WHAT THE TASK ASKS: Each line of the material below with the word "SkipReason" is to be reported.

MATERIAL TO PROCESS:

//! Stake decision state machine
//!
//! ```text
//! Scoring -> Deciding -> Guarding -> Acting -> Recording -> Done
//!    |           |           |
//!    +-----------+-----------+--> Recording (skipped / failure)
//! ```
//!
//! - no score, no action: an unavailable oracle ends the cycle as skipped
//! - the actuator is invoked at most once per `run`, and never again after
//!   a later step (recording) fails
//! - the target hotkey, when not given, is resolved to the partition owner
//!   on every run

use super::decision::{
    DecisionTrigger, FailureReason, Outcome, SkipReason, StakeAction, StakeDecision, TriggerSource,
};
use super::recorder::DecisionRecorder;
use super::sentiment::{ActivityFeed, OracleError, SentimentOracle, MAX_SCORE, MIN_SCORE};
use super::wallet::{InclusionPolicy, WalletActuator};
use crate::ledger::{Hotkey, Netuid, Snapshot, SnapshotClient};
use std::future::Future;
use std::sync::Arc;
use std::time::Duration;

/// The ledger resolves TAO amounts to whole rao
const RAO_PER_TAO: f64 = 1e9;

#[derive(Debug, Clone, Copy, PartialEq, Eq)]
pub enum DecisionState {
    Scoring,
    Deciding,
    Guarding,
    Acting,
    Recording,
    Done,
}

#[derive(Debug, Clone)]
pub struct StakeSettings {
    /// TAO per sentiment point
    pub scaling_factor: f64,
    /// Reject stakes whose slippage/amount exceeds this ratio
    pub max_slippage_ratio: Option<f64>,
    pub oracle_timeout: Duration,
    /// Applies to every wallet and ledger call made by the engine
    pub actuator_timeout: Duration,
}

impl Default for StakeSettings {
    fn default() -> Self {
        Self {
            scaling_factor: 0.01,
            max_slippage_ratio: None,
            oracle_timeout: Duration::from_secs(30),
            actuator_timeout: Duration::from_secs(60),
        }
    }
}

/// Fields collected while the state machine advances
struct Draft {
    netuid: Netuid,
    hotkey: Option<Hotkey>,
    score: Option<f64>,
    amount: f64,
    slippage: Option<f64>,
    snapshot: Option<Snapshot>,
    source: TriggerSource,
}

impl Draft {
    fn new(trigger: &DecisionTrigger) -> Self {
        Self {
            netuid: trigger.netuid,
            hotkey: trigger.hotkey.clone(),
            score: None,
            amount: 0.0,
            slippage: None,
            snapshot: None,
            source: trigger.source,
        }
    }

    fn finish(self, outcome: Outcome) -> StakeDecision {
        StakeDecision {
            netuid: self.netuid,
            hotkey: self.hotkey,
            sentiment_score: self.score,
            stake_amount: self.amount,
            action: StakeAction::from_amount(self.amount),
            slippage: self.slippage,
            snapshot: self.snapshot,
            outcome,
            source: self.source,
            decided_at: chrono::Utc::now().timestamp(),
        }
    }
}

pub struct StakeDecisionEngine {
    ledger: Arc<dyn SnapshotClient>,
    feed: Arc<dyn ActivityFeed>,
    oracle: Arc<dyn SentimentOracle>,
    wallet: Arc<dyn WalletActuator>,
    recorder: Arc<dyn DecisionRecorder>,
    settings: StakeSettings,
}

impl StakeDecisionEngine {
    pub fn new(
        ledger: Arc<dyn SnapshotClient>,
        feed: Arc<dyn ActivityFeed>,
        oracle: Arc<dyn SentimentOracle>,
        wallet: Arc<dyn WalletActuator>,
        recorder: Arc<dyn DecisionRecorder>,
        settings: StakeSettings,
    ) -> Self {
        Self {
            ledger,
            feed,
            oracle,
            wallet,
            recorder,
            settings,
        }
    }

    /// Run one decision cycle to completion
    ///
    /// Never fails: every early exit is captured in the returned decision's
    /// outcome, which has already been handed to the recorder.
    pub async fn run(&self, trigger: DecisionTrigger) -> StakeDecision {
        let mut draft = Draft::new(&trigger);
        let outcome = self.evaluate(&mut draft).await;
        let decision = draft.finish(outcome);

        self.enter(decision.netuid, DecisionState::Recording);
        if let Err(e) = self.recorder.record(&decision).await {
            log::error!(
                "❌ Failed to record decision for netuid {} ({} backend): {}",
                decision.netuid,
                self.recorder.backend_type(),
                e
            );
        }
        self.enter(decision.netuid, DecisionState::Done);

        match &decision.outcome {
            Outcome::Failure(reason) => log::warn!(
                "⚠️  Decision netuid {} {:?} {:.9} TAO failed: {:?}",
                decision.netuid,
                decision.action,
                decision.stake_amount,
                reason
            ),
            outcome => log::info!(
                "Decision netuid {} {:?} {:.9} TAO: {}",
                decision.netuid,
                decision.action,
                decision.stake_amount,
                outcome.as_str()
            ),
        }

        decision
    }

    async fn evaluate(&self, draft: &mut Draft) -> Outcome {
        let netuid = draft.netuid;

        self.enter(netuid, DecisionState::Scoring);
        let score = match self.score(netuid).await {
            Ok(score) => score,
            Err(e) => {
                log::warn!("⚠️  No sentiment score for netuid {}: {}", netuid, e);
                return Outcome::Skipped(SkipReason::OracleUnavailable);
            }
        };
        draft.score = Some(score as f64);

        self.enter(netuid, DecisionState::Deciding);
        let amount = to_ledger_resolution(score as f64 * self.settings.scaling_factor);
        draft.amount = amount;
        if amount == 0.0 {
            return Outcome::Skipped(SkipReason::ZeroDelta);
        }

        self.enter(netuid, DecisionState::Guarding);
        let snapshot = match self.bounded("current snapshot", self.ledger.current_snapshot()).await {
            Ok(snapshot) => snapshot,
            Err(message) => return ledger_unavailable(message),
        };
        draft.snapshot = Some(snapshot.clone());

        let hotkey = match draft.hotkey.clone() {
            Some(hotkey) => hotkey,
            None => match self.bounded("owner hotkey", self.ledger.owner_hotkey(netuid, &snapshot)).await {
                Ok(owner) => {
                    log::debug!("netuid {}: resolved owner hotkey {}", netuid, owner);
                    owner
                }
                Err(message) => return ledger_unavailable(message),
            },
        };
        draft.hotkey = Some(hotkey.clone());

        let guarded = if amount > 0.0 {
            self.guard_stake(netuid, amount, &snapshot, draft).await
        } else {
            self.guard_unstake(netuid, &hotkey, amount.abs()).await
        };
        if let Err(reason) = guarded {
            return Outcome::Failure(reason);
        }

        self.enter(netuid, DecisionState::Acting);
        let policy = InclusionPolicy::INCLUDED;
        let acted = if amount > 0.0 {
            self.bounded("stake", self.wallet.stake(netuid, &hotkey, amount, policy))
                .await
        } else {
            self.bounded("unstake", self.wallet.unstake(netuid, &hotkey, amount.abs(), policy))
                .await
        };

        match acted {
            Ok(receipt) => {
                log::info!(
                    "✅ {:?} included for netuid {} hotkey {} (block {})",
                    StakeAction::from_amount(amount),
                    netuid,
                    hotkey,
                    receipt.block_hash.as_deref().unwrap_or("unknown")
                );
                Outcome::Success
            }
            Err(message) => Outcome::Failure(FailureReason::ActuatorFailure { message }),
        }
    }

    async fn score(&self, netuid: Netuid) -> Result<i64, OracleError> {
        let limit = self.settings.oracle_timeout;

        let corpus = tokio::time::timeout(limit, self.feed.recent_activity(netuid))
            .await
            .map_err(|_| OracleError::Timeout("activity feed"))??;

        let score = tokio::time::timeout(limit, self.oracle.score(&corpus))
            .await
            .map_err(|_| OracleError::Timeout("sentiment oracle"))??;

        if !(MIN_SCORE..=MAX_SCORE).contains(&score) {
            return Err(OracleError::OutOfRange(score));
        }

        Ok(score)
    }

    async fn guard_stake(
        &self,
        netuid: Netuid,
        amount: f64,
        snapshot: &Snapshot,
        draft: &mut Draft,
    ) -> Result<(), FailureReason> {
        let slippage = self
            .bounded("slippage", self.wallet.slippage(netuid, amount))
            .await
            .map_err(|message| FailureReason::LedgerUnavailable { message })?;
        draft.slippage = Some(slippage);

        if let Some(max_ratio) = self.settings.max_slippage_ratio {
            if slippage / amount > max_ratio {
                return Err(FailureReason::ExcessiveSlippage { slippage, max_ratio });
            }
        }

        let balance = self
            .bounded("balance", self.wallet.balance(self.wallet.coldkey()))
            .await
            .map_err(|message| FailureReason::LedgerUnavailable { message })?;

        let minimum = self
            .bounded("existential deposit", self.wallet.minimum_retained_balance(snapshot))
            .await
            .map_err(|message| FailureReason::LedgerUnavailable { message })?;

        let available = to_ledger_resolution(balance - minimum);
        if to_rao(amount) > to_rao(available) {
            return Err(FailureReason::InsufficientFunds {
                requested: amount,
                available,
            });
        }

        Ok(())
    }

    async fn guard_unstake(
        &self,
        netuid: Netuid,
        hotkey: &Hotkey,
        requested: f64,
    ) -> Result<(), FailureReason> {
        let staked = self
            .bounded(
                "staked amount",
                self.wallet.staked_amount(netuid, self.wallet.coldkey(), hotkey),
            )
            .await
            .map_err(|message| FailureReason::LedgerUnavailable { message })?;

        if to_rao(requested) > to_rao(staked) {
            return Err(FailureReason::InsufficientStake { requested, staked });
        }

        Ok(())
    }

    async fn bounded<T, E, F>(&self, operation: &str, fut: F) -> Result<T, String>
    where
        E: std::fmt::Display,
        F: Future<Output = Result<T, E>>,
    {
        let limit = self.settings.actuator_timeout;
        match tokio::time::timeout(limit, fut).await {
            Ok(Ok(value)) => Ok(value),
            Ok(Err(e)) => Err(format!("{}: {}", operation, e)),
            Err(_) => Err(format!("{} timed out after {:?}", operation, limit)),
        }
    }

    fn enter(&self, netuid: Netuid, state: DecisionState) {
        log::debug!("netuid {}: -> {:?}", netuid, state);
    }
}

fn ledger_unavailable(message: String) -> Outcome {
    Outcome::Failure(FailureReason::LedgerUnavailable { message })
}

/// Round a TAO amount to whole rao
pub fn to_ledger_resolution(amount: f64) -> f64 {
    (amount * RAO_PER_TAO).round() / RAO_PER_TAO
}

/// Amount in whole rao; guards compare in this unit
fn to_rao(amount: f64) -> i64 {
    (amount * RAO_PER_TAO).round() as i64
}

FINISHED EXERCISE:
    DecisionTrigger, FailureReason, Outcome, SkipReason, StakeAction, StakeDecision, TriggerSource,
                return Outcome::Skipped(SkipReason::OracleUnavailable);
            return Outcome::Skipped(SkipReason::ZeroDelta);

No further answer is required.